After the Climate Strike I caught the school bus home and then sat on the couch and made the mistake of scrolling through mum’s Facebook feed. In amongst the photos she'd posted of me holding up a sign which read "There is no planet B", was the latest keyboard warrior rant between Uncle and the old boys in his narrow little echo chamber. Their self-righteous, misguided prattle made me feel sick to the stomach. As I read through their witter which was posted beneath my photo it felt like Uncle was tying a rope around my chest. With each new comment I read, his boomer friends were pulling the rope around me tighter and tighter.

Boomer 1: "Gen Zers are so woke – they believe all that bullshit they see on TikTok about global warming. The earth’s not warming up – it’s been bloody cold this week and done nothing but rain."



Boomer 2: "My friend’s daughter bunked off school to join the climate strike. Her silly pinko mother dropped her off in her range rover! If she’s so green, why didn’t she catch the bus?"

Boomer 3: "The trouble with teenagers is that they have no idea how to think for themselves. Their lefty teachers are filling their heads with all this green nonsense."



And so, the jibes went on and on.


I had to leave the house.
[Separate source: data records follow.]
//! Backup policies of a backup vault.
//!
//! Policy rules are polymorphic (`AzureBackupRule`, `AzureRetentionRule`, ...)
//! and vary by datasource type, so they are carried as raw JSON.

use azure_data_protection_core::error::DataProtectionResult;
use futures::Stream;
use serde::{Deserialize, Serialize};

use crate::models::{path_segment, write_response, SystemData, WriteResponse};
use crate::paging::{self, Page};
use crate::registry::OperationContext;

/// Registry name of this operation group.
pub const GROUP_NAME: &str = "backup_policies";

/// A backup policy definition.
#[derive(Debug, Clone, PartialEq, Serialize, Deserialize)]
#[serde(rename_all = "camelCase")]
pub struct BackupPolicy {
    /// Discriminator, `"BackupPolicy"`.
    pub object_type: String,

    /// Datasource types the policy applies to,
    /// e.g. `"Microsoft.Compute/disks"`.
    pub datasource_types: Vec<String>,

    #[serde(default)]
    pub policy_rules: Vec<serde_json::Value>,
}

impl BackupPolicy {
    pub fn new(datasource_types: Vec<String>, policy_rules: Vec<serde_json::Value>) -> Self {
        Self {
            object_type: "BackupPolicy".into(),
            datasource_types,
            policy_rules,
        }
    }
}

/// A backup policy resource.
#[derive(Debug, Clone, PartialEq, Serialize, Deserialize)]
#[serde(rename_all = "camelCase")]
pub struct BackupPolicyResource {
    #[serde(skip_serializing_if = "Option::is_none")]
    pub id: Option<String>,

    #[serde(skip_serializing_if = "Option::is_none")]
    pub name: Option<String>,

    #[serde(rename = "type", skip_serializing_if = "Option::is_none")]
    pub resource_type: Option<String>,

    #[serde(skip_serializing_if = "Option::is_none")]
    pub system_data: Option<SystemData>,

    pub properties: BackupPolicy,
}

impl From<BackupPolicy> for BackupPolicyResource {
    fn from(properties: BackupPolicy) -> Self {
        Self {
            id: None,
            name: None,
            resource_type: None,
            system_data: None,
            properties,
        }
    }
}

/// Operations on backup policies, bound to one API version.
#[derive(Debug, Clone)]
pub struct BackupPoliciesOperations {
    context: OperationContext,
}

impl BackupPoliciesOperations {
    pub fn new(context: OperationContext) -> Self {
        Self { context }
    }

    pub fn context(&self) -> &OperationContext {
        &self.context
    }

    fn policy_path(
        &self,
        resource_group: &str,
        vault_name: &str,
        policy_name: &str,
    ) -> DataProtectionResult<String> {
        Ok(format!(
            "{}/backupPolicies/{}",
            self.context.vault_scope(resource_group, vault_name)?,
            path_segment("policy_name", policy_name)?
        ))
    }

    /// Get a backup policy.
    #[tracing::instrument(
        name = "dataprotection::backup_policies::get",
        skip(self),
        fields(api_version = %self.context.api_version())
    )]
    pub async fn get(
        &self,
        resource_group: &str,
        vault_name: &str,
        policy_name: &str,
    ) -> DataProtectionResult<BackupPolicyResource> {
        tracing::debug!("getting backup policy");

        let path = self.policy_path(resource_group, vault_name, policy_name)?;
        let response = self
            .context
            .pipeline()
            .get(&path, self.context.api_version())
            .await?;

        Ok(response.json::<BackupPolicyResource>().await?)
    }

    /// Create or replace a backup policy.
    ///
    /// Returns [`WriteResponse::Accepted`] if the service applies the write
    /// asynchronously.
    #[tracing::instrument(
        name = "dataprotection::backup_policies::create_or_update",
        skip(self, policy),
        fields(api_version = %self.context.api_version())
    )]
    pub async fn create_or_update(
        &self,
        resource_group: &str,
        vault_name: &str,
        policy_name: &str,
        policy: &BackupPolicyResource,
    ) -> DataProtectionResult<WriteResponse<BackupPolicyResource>> {
        tracing::debug!("creating or updating backup policy");

        let path = self.policy_path(resource_group, vault_name, policy_name)?;
        let response = self
            .context
            .pipeline()
            .put(&path, self.context.api_version(), policy)
            .await?;

        write_response(response).await
    }

    /// Delete a backup policy.
    #[tracing::instrument(
        name = "dataprotection::backup_policies::delete",
        skip(self),
        fields(api_version = %self.context.api_version())
    )]
    pub async fn delete(
        &self,
        resource_group: &str,
        vault_name: &str,
        policy_name: &str,
    ) -> DataProtectionResult<()> {
        tracing::debug!("deleting backup policy");

        let path = self.policy_path(resource_group, vault_name, policy_name)?;
        self.context
            .pipeline()
            .delete(&path, self.context.api_version())
            .await?;

        Ok(())
    }

    /// Stream the pages of every policy in a vault.
    pub fn list_pages(
        &self,
        resource_group: &str,
        vault_name: &str,
    ) -> DataProtectionResult<
        impl Stream<Item = DataProtectionResult<Page<BackupPolicyResource>>> + Send + 'static,
    > {
        let path = format!(
            "{}/backupPolicies",
            self.context.vault_scope(resource_group, vault_name)?
        );
        Ok(paging::pages(&self.context, path))
    }

    /// List every policy in a vault.
    #[tracing::instrument(
        name = "dataprotection::backup_policies::list",
        skip(self),
        fields(api_version = %self.context.api_version())
    )]
    pub async fn list(
        &self,
        resource_group: &str,
        vault_name: &str,
    ) -> DataProtectionResult<Vec<BackupPolicyResource>> {
        tracing::debug!("listing backup policies");

        let policies = paging::collect_all(self.list_pages(resource_group, vault_name)?).await?;

        tracing::debug!(count = policies.len(), "backup policies listed");
        Ok(policies)
    }
}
I had to be alone. I had to find a way to breathe fresh, clean air.


I hoped that a walk would distract me from dwelling on Uncle and his judgemental friends. You see they think they have life sussed because they listen to Simon Dallow on the 6 O’clock News, and think success looks like a bottle of Church Road Tom on a Friday night. They say they care about my future, as they open a second bottle of wine and hoe into their fancy French cheeses and Greek olives. I laced up my DMs, rammed my hands deep into the pocket of my op-shop jacket and tried to stop them from shaking. I marched along our street and along Avondale Road, only stopping to pick up a stray coke can that was rattling in the gutter. I put it in the wheelie bin outside number 5. I turned down Balmoral Street. I was like a soldier on a mission searching for the enemy. As I charged towards the steep slope of Pukekura (or the Sugar Loaf as Uncle insists on calling it), my stomping shifted to a flounce, then to a fling until I found myself transformed and flying like a Tui between the Kowhai, the Kanuka and the Ake Ake. A little bird caught my eye high up in a Miro tree. I stood and watched as she picked at the berries. Not recognising her I took my phone from my pocket, and googled her image searching for her name.


As I climbed higher up the hill, the views opened-up. My pace slowed. I smiled when I felt the gentle warm breeze in my long hair and the warmth of the setting sun against my skin. The earth was calling me. Stopping still, I lay down in the long grass and pressed my back firmly against the hillside. Thousands of metres of solid earth and rock held me, and together Papatūānuku and I began to breathe. In and out, in and out. Each inhale was deeper than the last and with each exhale the braids of the boomers rope began to loosen until mother earth and I were in perfect unison.